The UN Children's Fund, the agency providing the drugs, de-fended the choices it
made in consultation with the Ethiopian governmet. The older drugs are still
effective, it said, and changing policy mid epidemic can be disastrous.
But an internal World Health Organization memo from Dec 3, obtained by The New
York Times, disagrees and "strongly recommends" that a new but more expensive
drug be used.
The struggle illustrates problems confronting the makers of world health policy.
Drug-resistant strains can evolve faster than new drugs can be discovered, and
new cures are inevitably more expensive, forcing choices between costly drugs
that work and cheap ones that may not.
The WHO expects Ethiopia's epidemic to spread to 15 million of its 65 million
populationÑtriple the normal rate.
The aid group arguing for newer drugs, Medecins sans Frontieres, says that in
the two Ethiopian areas where it runs clinics, up to 60 percent of patients have
strains that appear resistant to the first-line treatment that Unicef and
Ethiopia picked, a two-drug cocktail of chloroquine and
sulfadoxine-pyrimethamine, better known as, SP, or the brand name Fansidar.
The group said the second-line treatment, hospitalization for five days of
quinine, was inaccessible for many patients and hard on malnourished children.
Medecins sans Frontieres wants to introduce artemisinin, the latest wonder drug
against malaria. But it is relatively expensive. Even at the prices drug
companies offer to the poorest countries, cocktails that use it cost from $1 to
$2.50 per adult treatment. A typical treatment of chloroquine and SP costs about
$0.20.
The artemisinin program requires taking pills for three days, not one.
Nonetheless, the WHO, which usually provides treatment guidance, strongly
endorses artemisinin cocktails, which are being used in several African
countries, including Burundi, Liberia and South Africa. Because resistance to
chloroquine is widespread, the WHO discourages its use.
Dr Kevin Marsh, a malaria expert working in Kenya, called chloroquine "a failed
drug" and said health authorities were foolish to spend money on it.

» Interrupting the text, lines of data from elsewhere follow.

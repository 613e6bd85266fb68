//! Order commands.

use comanda_core::{OrderId, OrderQuery, OrderStatus};
use comanda_server::routes::orders::{PlaceOrderRequest, build_order};
use comanda_server::state::AppState;
use futures::StreamExt;

use super::print_json;

/// Print the filtered collection, newest first.
pub async fn list(
    state: &AppState,
    q: Option<String>,
    status: Option<OrderStatus>,
) -> Result<(), Box<dyn std::error::Error>> {
    let orders = state.orders().snapshot().await?;
    let query = OrderQuery { q, status };
    print_json(&query.apply(&orders))?;
    Ok(())
}

/// Place an order with the same defaults as the HTTP API.
pub async fn add(
    state: &AppState,
    items: Vec<String>,
    table: Option<String>,
    note: Option<String>,
    customer: Option<String>,
) -> Result<(), Box<dyn std::error::Error>> {
    let request = PlaceOrderRequest {
        items,
        table_name: table,
        observation: note,
        customer_name: customer,
        waiter: false,
    };
    let order = build_order(request, None)?;
    let order = state.orders().add(order).await?;

    tracing::info!(id = %order.id, "Order placed");
    print_json(&order)?;
    Ok(())
}

/// Change an order's status.
pub async fn set_status(
    state: &AppState,
    id: &str,
    status: OrderStatus,
) -> Result<(), Box<dyn std::error::Error>> {
    state
        .orders()
        .update_status(&OrderId::new(id), status)
        .await?;
    tracing::info!(%id, %status, "Status updated");
    Ok(())
}

/// Print one JSON line per snapshot until Ctrl+C.
pub async fn watch(state: &AppState) -> Result<(), Box<dyn std::error::Error>> {
    let mut snapshots = Box::pin(state.orders().stream());

    loop {
        tokio::select! {
            next = snapshots.next() => {
                let Some(orders) = next else {
                    tracing::warn!("Order stream ended");
                    break;
                };
                let active = orders.iter().filter(|o| o.status.is_active()).count();
                tracing::info!(total = orders.len(), active, "Snapshot");
                print_json(&orders)?;
            }
            _ = tokio::signal::ctrl_c() => break,
        }
    }
    Ok(())
}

Several countries have dropped requests for money for chloroquine and have asked
for artemisinin.
Nonetheless, the Ethiopian government has refused to let artemisinin be
imported.
The US, which has contributed more than $2 million to fight Ethiopia's epidemic,
now endorses using artemisinin in many African countries, in the Amazon Basin
and in Vietnam's Mekong Delta. That is a policy change from 18 months ago, when
the US generally opposed its use in Africa.